Mohamed initially survived, his parents say. As soldiers burst into the house to search it, two neighbours put Mohamed in a car and headed for the local hospital -- less than a 10-minute drive. But they found the road blocked by an impromptu checkpoint. Soldiers barred the car from advancing, instead detaining the neighbours, who were made to lie face down on the ground. After about 15 minutes, the neighbours were sent home because the 11pm curfew was now in effect. Mohamed was dead.

The military, which questioned witnesses two weeks later, did not conduct an investigation. Researchers from the New York-based Human Rights Watch (HRW) were told simply: "The kid had an AK-47 on the steps". The family was offered $500 to cover funeral expenses.

Found in Amnesty International's July "Memorandum on Concerns Relating to Law and Order", the case study of Mohamed Al-Qubaisi also appears among the 18 "legally questionable" civilian deaths detailed by HRW in its report "Hearts and Minds: Post-war Civilian Deaths in Baghdad Caused by US Forces", issued last week. The group says it has confirmed 20 such deaths between 1 May (when major combat operations in Iraq were declared over) and 30 September, and estimates the number of civilian deaths caused by the US military in "questionable circumstances" to be 94. Failing to adequately investigate these deaths, says HRW, is one way the US-led coalition is losing the peace in Iraq.

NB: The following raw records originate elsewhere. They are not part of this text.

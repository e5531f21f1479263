//! Configuration module
//!
//! Loads configuration from environment variables.

use std::env;
use std::time::Duration;

/// Application configuration
#[derive(Debug, Clone)]
pub struct Config {
    /// Database connection URL
    pub database_url: String,

    /// Maximum database connections in pool
    pub database_max_connections: u32,

    /// Server host
    pub host: String,

    /// Server port
    pub port: u16,

    /// Environment (development, production)
    pub environment: String,

    /// Deadline for a single storage call
    pub storage_timeout: Duration,

    /// Log output format ("pretty" or "json"; production defaults to json)
    pub log_format: String,
}

impl Config {
    /// Load configuration from environment variables
    pub fn from_env() -> Result<Self, ConfigError> {
        Self::from_lookup(|key| env::var(key).ok())
    }

    /// Load configuration from an arbitrary variable source
    pub fn from_lookup<F>(lookup: F) -> Result<Self, ConfigError>
    where
        F: Fn(&str) -> Option<String>,
    {
        let database_url = match lookup("DATABASE_URL") {
            Some(url) => url,
            None => postgres_url_from_parts(&lookup)?,
        };

        let database_max_connections = lookup("DATABASE_MAX_CONNECTIONS")
            .unwrap_or_else(|| "10".to_string())
            .parse()
            .map_err(|_| ConfigError::InvalidValue("DATABASE_MAX_CONNECTIONS"))?;

        let host = lookup("HOST").unwrap_or_else(|| "0.0.0.0".to_string());

        let port = lookup("PORT")
            .unwrap_or_else(|| "80".to_string())
            .parse()
            .map_err(|_| ConfigError::InvalidValue("PORT"))?;

        let environment = lookup("ENVIRONMENT").unwrap_or_else(|| "development".to_string());

        let storage_timeout_secs: u64 = lookup("STORAGE_TIMEOUT_SECS")
            .unwrap_or_else(|| "5".to_string())
            .parse()
            .map_err(|_| ConfigError::InvalidValue("STORAGE_TIMEOUT_SECS"))?;
        if storage_timeout_secs == 0 {
            return Err(ConfigError::InvalidValue("STORAGE_TIMEOUT_SECS"));
        }

        let log_format = lookup("LOG_FORMAT").unwrap_or_else(|| {
            if environment == "production" {
                "json".to_string()
            } else {
                "pretty".to_string()
            }
        });

        Ok(Self {
            database_url,
            database_max_connections,
            host,
            port,
            environment,
            storage_timeout: Duration::from_secs(storage_timeout_secs),
            log_format,
        })
    }

    /// Check if logs should be emitted as JSON
    pub fn json_logs(&self) -> bool {
        self.log_format.eq_ignore_ascii_case("json")
    }
}

/// Assemble a connection URL from the docker-compose style POSTGRES_* variables
fn postgres_url_from_parts<F>(lookup: &F) -> Result<String, ConfigError>
where
    F: Fn(&str) -> Option<String>,
{
    let user = lookup("POSTGRES_USER").ok_or(ConfigError::MissingEnv("DATABASE_URL"))?;
    let password = lookup("POSTGRES_PASSWORD").unwrap_or_default();
    let db_name = lookup("POSTGRES_DB").unwrap_or_else(|| user.clone());
    let host = lookup("POSTGRES_HOST").unwrap_or_else(|| "db".to_string());
    let port: u16 = lookup("POSTGRES_PORT")
        .unwrap_or_else(|| "5432".to_string())
        .parse()
        .map_err(|_| ConfigError::InvalidValue("POSTGRES_PORT"))?;

    Ok(format!(
        "postgres://{}:{}@{}:{}/{}?sslmode=disable",
        user, password, host, port, db_name
    ))
}

/// Configuration error types
#[derive(Debug, thiserror::Error)]
pub enum ConfigError {
    #[error("Missing environment variable: {0}")]
    MissingEnv(&'static str),

    #[error("Invalid value for environment variable: {0}")]
    InvalidValue(&'static str),
}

Fred Abrahams, who authored the HRW report, told Al-Ahram Weekly that the most important thing that Iraqis want to see is that the US "cares about them and their country". Many seem to realise, Abrahams suggests, that "accidents happen and civilians get killed". It's what comes after that is the problem. "They would welcome active and aggressive investigations as a sign that the military and the United States considers their well-being a priority. The lack of concern is a sign of the military's indifference."

During its mission in Iraq in July, Amnesty International submitted its memorandum to the Coalition Provisional Authority (CPA), asking them to investigate several incidents of reported human rights violations by US soldiers. But while the CPA is "certainly aware" of the group's recommendations, Amnesty spokeswoman Nicole Choueiry told the Weekly, "allegations of torture and death in custody continue, while there has been no independent and public investigation".

CPA regulations prevent any coalition soldier from being tried by Iraqi courts, meaning that the responsibility to pursue justice falls solely on the military. But only five investigations into unlawful killings have been acknowledged by the military. All but one of these found that the soldiers had acted within the so-called rules of engagement. Both Amnesty and HRW say their investigations in a number of cases have found strong evidence to indicate otherwise.

Curt Goering, deputy executive director of Amnesty International, USA, insists that more public investigations into alleged violations are crucial. Goering, who worked on Amnesty's July report, notes that the cursory assessments by the military are empty gestures. "They need to go further -- to prosecute, hold accountable and punish those found responsible for perpetrating these violations. So far there seems to be very little political will to do this."

Surprisingly, the US military does not keep records of civilian deaths, telling HRW that it is "impossible to maintain an accurate count". However a number of independent groups have been working to do just that, by closely following media reports and following up on incidents whenever possible. The Iraq Occupation Watch Centre, established in Baghdad in July by a coalition of US peace groups, highlights individual cases and helps victims' family members to pressure US authorities about fair procedures for compensation. An online project known as the Iraq Body Count (IBC) has also been meticulously gathering and cross- referencing data on civilian deaths from media reports.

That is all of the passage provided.